Terrorprozess am OLG Stuttgart (Archiv)

Terrorprozess am OLG Stuttgart (Archiv)

Es ist ein handfester Eklat: Zwanzig Verhandlungstage nach Beginn der Hauptverhandlung gegen vier mutmassliche Unterstützer der als terroristische Organisation eingestuften „Ahrar al Sham“ (Freie Männer Syriens) stellt sich am Stuttgarter Oberlandesgericht heraus, dass Nuran B., einer der Angeklagten, bereits zur Zeit des Ermittlungsverfahrens „Vertrauensperson“ des baden-württembergische Landeskriminalamts war – während das Bundeskriminalamt im Auftrag des Generalbundesanwalts gegen ihn und drei andere Männer ermittelte.

In dieser Zeit sprachen Nuran B. und die LKA-Beamten ausführlich über just jenen Verkauf von militärisch nutzbaren Ausrüstungsgegenständen, der Teil der Ermittlungen des BKA war und in der Anklage des Generalbundesanwalts genannt wurde.
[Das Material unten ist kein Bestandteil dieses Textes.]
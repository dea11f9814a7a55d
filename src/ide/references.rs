//! Find references implementation.
//!
//! [`collect_occurrences`] walks a whole module and records every place a
//! bare name occurs, declarations included. Matching is by name: two
//! unrelated symbols that share a name are both reported. For parameters and
//! local variables the search is confined to the enclosing callable, or to
//! the initializer expression a lambda parameter belongs to.

use rayon::prelude::*;
use text_size::{TextRange, TextSize};

use super::cursor::symbol_at;
use crate::base::{Span, Uri};
use crate::hir::{EnclosingScope, TypeResolver, WorkspaceSnapshot};
use crate::syntax::*;

/// One place a name occurs in a module.
#[derive(Debug, Clone, Copy, PartialEq, Eq)]
pub struct Occurrence {
    pub span: Span,
    pub is_declaration: bool,
}

/// Result of a find-references request.
#[derive(Clone, Debug, Default)]
pub struct ReferenceResult {
    /// All references found, ordered by document then position.
    pub references: Vec<Reference>,
    /// Include the definition in the results.
    pub include_declaration: bool,
}

impl ReferenceResult {
    /// Create an empty result.
    pub fn empty() -> Self {
        Self::default()
    }

    /// Check if any references were found.
    pub fn is_empty(&self) -> bool {
        self.references.is_empty()
    }

    /// Get the number of references.
    pub fn len(&self) -> usize {
        self.references.len()
    }
}

/// A reference to a symbol.
#[derive(Clone, Debug, PartialEq, Eq)]
pub struct Reference {
    /// The document containing the reference.
    pub uri: Uri,
    pub span: Span,
    /// Whether this is the declaration (vs a use).
    pub is_definition: bool,
}

/// Find all references to the symbol at `offset` in `uri`.
///
/// Returns an empty result when the cursor is not on an occurrence of a
/// known symbol.
pub fn find_references(
    snapshot: &WorkspaceSnapshot,
    uri: &Uri,
    offset: TextSize,
    include_declaration: bool,
) -> ReferenceResult {
    let Some(resolver) = TypeResolver::new(snapshot, uri) else {
        return ReferenceResult::empty();
    };
    let Some(symbol) = symbol_at(&resolver, offset) else {
        return ReferenceResult::empty();
    };

    let references = if symbol.is_local() {
        let scope = EnclosingScope::at(resolver.module(), symbol.range.start());
        let Some(within) = scope.local_range() else {
            return ReferenceResult::empty();
        };
        collect_occurrences(resolver.module(), &symbol.name, Some(within))
            .into_iter()
            .map(|occ| Reference {
                uri: uri.clone(),
                span: occ.span,
                is_definition: occ.is_declaration,
            })
            .collect::<Vec<_>>()
    } else {
        snapshot
            .documents()
            .par_iter()
            .flat_map_iter(|document| {
                let occurrences = document
                    .module()
                    .map(|module| collect_occurrences(module, &symbol.name, None))
                    .unwrap_or_default();
                occurrences.into_iter().map(|occ| Reference {
                    uri: document.uri.clone(),
                    span: occ.span,
                    is_definition: occ.is_declaration,
                })
            })
            .collect()
    };

    // The cursor must sit on one of the occurrences, not in a comment.
    let on_occurrence = references
        .iter()
        .any(|r| r.uri == *uri && r.span.range.contains_range(symbol.range));
    if !on_occurrence {
        return ReferenceResult::empty();
    }

    tracing::debug!(
        name = %symbol.name,
        local = symbol.is_local(),
        count = references.len(),
        "collected references"
    );

    ReferenceResult {
        references: references
            .into_iter()
            .filter(|r| include_declaration || !r.is_definition)
            .collect(),
        include_declaration,
    }
}

/// Every occurrence of `name` in `module`, in source order.
///
/// With `within`, only occurrences inside that range are kept.
pub fn collect_occurrences(
    module: &Module,
    name: &str,
    within: Option<TextRange>,
) -> Vec<Occurrence> {
    let mut collector = Collector {
        name,
        within,
        out: Vec::new(),
    };
    collector.module(module);
    collector.out.sort_by_key(|occ| occ.span.start());
    collector.out.dedup();
    collector.out
}

struct Collector<'n> {
    name: &'n str,
    within: Option<TextRange>,
    out: Vec<Occurrence>,
}

impl Collector<'_> {
    fn record(&mut self, ident: &Ident, is_declaration: bool) {
        if !ident.is(self.name) {
            return;
        }
        if let Some(within) = self.within {
            if !within.contains_range(ident.span.range) {
                return;
            }
        }
        self.out.push(Occurrence {
            span: ident.span,
            is_declaration,
        });
    }

    fn decl(&mut self, ident: &Ident) {
        self.record(ident, true);
    }

    fn use_(&mut self, ident: &Ident) {
        self.record(ident, false);
    }

    fn type_ref(&mut self, ty: Option<&TypeRef>) {
        for name in ty.into_iter().flat_map(|t| &t.names) {
            self.use_(name);
        }
    }

    // =========================================================================
    // Declarations
    // =========================================================================

    fn module(&mut self, module: &Module) {
        for iface in &module.interfaces {
            self.decl(&iface.name);
            for base in &iface.bases {
                self.type_ref(Some(base));
            }
            for sig in &iface.methods {
                self.decl(&sig.name);
                self.params(&sig.params);
                self.type_ref(sig.return_type.as_ref());
            }
        }
        for class in &module.classes {
            self.class(class);
        }
        for function in &module.functions {
            self.function(function);
        }
        for decl in &module.enums {
            self.decl(&decl.name);
            for member in &decl.members {
                self.decl(&member.name);
                if let Some(value) = &member.value {
                    self.expr(value);
                }
            }
        }
        for delegate in &module.delegates {
            self.decl(&delegate.name);
            self.params(&delegate.params);
            self.type_ref(delegate.return_type.as_ref());
        }
        for ext in &module.enum_extensions {
            self.use_(&ext.target);
            for method in &ext.methods {
                self.function(method);
            }
        }
    }

    fn class(&mut self, class: &ClassDecl) {
        self.decl(&class.name);
        for param in &class.type_params {
            self.decl(param);
        }
        self.type_ref(class.base.as_ref());
        for iface in &class.interfaces {
            self.type_ref(Some(iface));
        }
        for field in &class.fields {
            self.decl(&field.name);
            self.type_ref(field.ty.as_ref());
            if let Some(init) = &field.init {
                self.expr(init);
            }
        }
        for prop in &class.properties {
            self.decl(&prop.name);
            self.type_ref(prop.ty.as_ref());
            if let Some(init) = &prop.init {
                self.expr(init);
            }
        }
        for event in &class.events {
            self.decl(&event.name);
            self.type_ref(event.ty.as_ref());
        }
        for ctor in &class.constructors {
            self.params(&ctor.params);
            self.block(&ctor.body);
        }
        for method in &class.methods {
            self.function(method);
        }
    }

    fn function(&mut self, function: &FunctionDecl) {
        self.decl(&function.name);
        for param in &function.type_params {
            self.decl(param);
        }
        self.params(&function.params);
        self.type_ref(function.return_type.as_ref());
        self.block(&function.body);
    }

    fn params(&mut self, params: &[Param]) {
        for param in params {
            self.decl(&param.name);
            self.type_ref(param.ty.as_ref());
            if let Some(default) = &param.default {
                self.expr(default);
            }
        }
    }

    // =========================================================================
    // Statements
    // =========================================================================

    fn block(&mut self, block: &Block) {
        for stmt in &block.stmts {
            self.stmt(stmt);
        }
    }

    fn stmt(&mut self, stmt: &Stmt) {
        match stmt {
            Stmt::Binding(binding) => {
                self.decl(&binding.name);
                self.type_ref(binding.ty.as_ref());
                if let Some(init) = &binding.init {
                    self.expr(init);
                }
            }
            Stmt::Expr(expr) => self.expr(expr),
            Stmt::Return { value, .. } | Stmt::Throw { value, .. } => {
                if let Some(value) = value {
                    self.expr(value);
                }
            }
            Stmt::Break(_) | Stmt::Continue(_) => {}
            Stmt::If(if_stmt) => {
                for branch in &if_stmt.branches {
                    self.expr(&branch.cond);
                    self.block(&branch.body);
                }
                if let Some(else_body) = &if_stmt.else_body {
                    self.block(else_body);
                }
            }
            Stmt::For(for_stmt) => {
                self.decl(&for_stmt.var);
                self.expr(&for_stmt.start);
                self.expr(&for_stmt.end);
                self.block(&for_stmt.body);
            }
            Stmt::Foreach(foreach) => {
                self.decl(&foreach.var);
                self.type_ref(foreach.ty.as_ref());
                self.expr(&foreach.iterable);
                self.block(&foreach.body);
            }
            Stmt::DictForeach(foreach) => {
                self.decl(&foreach.key);
                self.decl(&foreach.value);
                self.expr(&foreach.iterable);
                self.block(&foreach.body);
            }
            Stmt::While { cond, body, .. } => {
                self.expr(cond);
                self.block(body);
            }
            Stmt::Try(try_stmt) => {
                self.block(&try_stmt.body);
                for catch in &try_stmt.catches {
                    if let Some(binding) = &catch.binding {
                        self.decl(binding);
                    }
                    self.type_ref(catch.ty.as_ref());
                    self.block(&catch.body);
                }
                if let Some(finally) = &try_stmt.finally {
                    self.block(finally);
                }
            }
            Stmt::Match(match_stmt) => {
                self.expr(&match_stmt.scrutinee);
                for case in &match_stmt.cases {
                    self.pattern(&case.pattern);
                    if let Some(guard) = &case.guard {
                        self.expr(guard);
                    }
                    self.block(&case.body);
                }
            }
            Stmt::Block(block) => self.block(block),
        }
    }

    // =========================================================================
    // Expressions & patterns
    // =========================================================================

    fn expr(&mut self, expr: &Expr) {
        match expr {
            Expr::Literal { .. } | Expr::This(_) | Expr::Base(_) | Expr::Error(_) => {}
            Expr::Ident(ident) => self.use_(ident),
            Expr::Field { target, member, .. } => {
                self.expr(target);
                self.use_(member);
            }
            Expr::Call { callee, args, .. } => {
                self.expr(callee);
                for arg in args {
                    self.expr(arg);
                }
            }
            Expr::Index { target, index, .. } => {
                self.expr(target);
                self.expr(index);
            }
            Expr::New { ty, args, .. } => {
                self.type_ref(Some(ty));
                for arg in args {
                    self.expr(arg);
                }
            }
            Expr::Unary { operand, .. } => self.expr(operand),
            Expr::Binary { lhs, rhs, .. } => {
                self.expr(lhs);
                self.expr(rhs);
            }
            Expr::Assign { target, value, .. } => {
                self.expr(target);
                self.expr(value);
            }
            Expr::Is { value, ty, .. } => {
                self.expr(value);
                self.type_ref(Some(ty));
            }
            Expr::Lambda { params, body, .. } => {
                self.params(params);
                match body {
                    LambdaBody::Expr(body) => self.expr(body),
                    LambdaBody::Block(block) => self.block(block),
                }
            }
            Expr::List { items, .. } => {
                for item in items {
                    self.expr(item);
                }
            }
            Expr::Paren { inner, .. } => self.expr(inner),
        }
    }

    fn pattern(&mut self, pattern: &Pattern) {
        match pattern {
            Pattern::Wildcard(_) => {}
            Pattern::Variable(ident) | Pattern::Var(ident) => self.decl(ident),
            Pattern::Literal { text, span } => self.dotted_constant(text, *span),
            Pattern::Some { inner, .. }
            | Pattern::Ok { inner, .. }
            | Pattern::Err { inner, .. } => self.pattern(inner),
            Pattern::Positional { ty, elements, .. } => {
                self.type_ref(ty.as_ref());
                for element in elements {
                    self.pattern(element);
                }
            }
            Pattern::Property { ty, fields, .. } => {
                self.type_ref(ty.as_ref());
                for field in fields {
                    match &field.pattern {
                        Some(inner) => {
                            self.use_(&field.field);
                            self.pattern(inner);
                        }
                        None => self.decl(&field.field),
                    }
                }
            }
            Pattern::List { elements, .. } => {
                for element in elements {
                    self.pattern(element);
                }
            }
        }
    }

    /// Segments of a constant pattern such as `Color.Red`.
    fn dotted_constant(&mut self, text: &str, span: Span) {
        if usize::from(span.len()) != text.len() {
            return;
        }
        let mut offset = 0u32;
        for segment in text.split('.') {
            let start = span.start() + TextSize::new(offset);
            let range = TextRange::at(start, TextSize::new(segment.len() as u32));
            let ident = Ident::new(segment, Span::new(range, span.line, span.col + offset));
            self.use_(&ident);
            offset += segment.len() as u32 + 1;
        }
    }
}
Es klingt nach einer grotesken Situation: Sollte das LKA dem BKA diese Zusammenarbeit verschwiegen haben, hat das BKA Dinge ermittelt, die man auch einfach beim LKA hätte erfragen können. Falls BKA und LKA sich allerdings über die Vertrauensperson ausgetauscht hätten, wären Teile der Ermittlungen eine Farce. Das Verfahren scheint in schwere See geraten.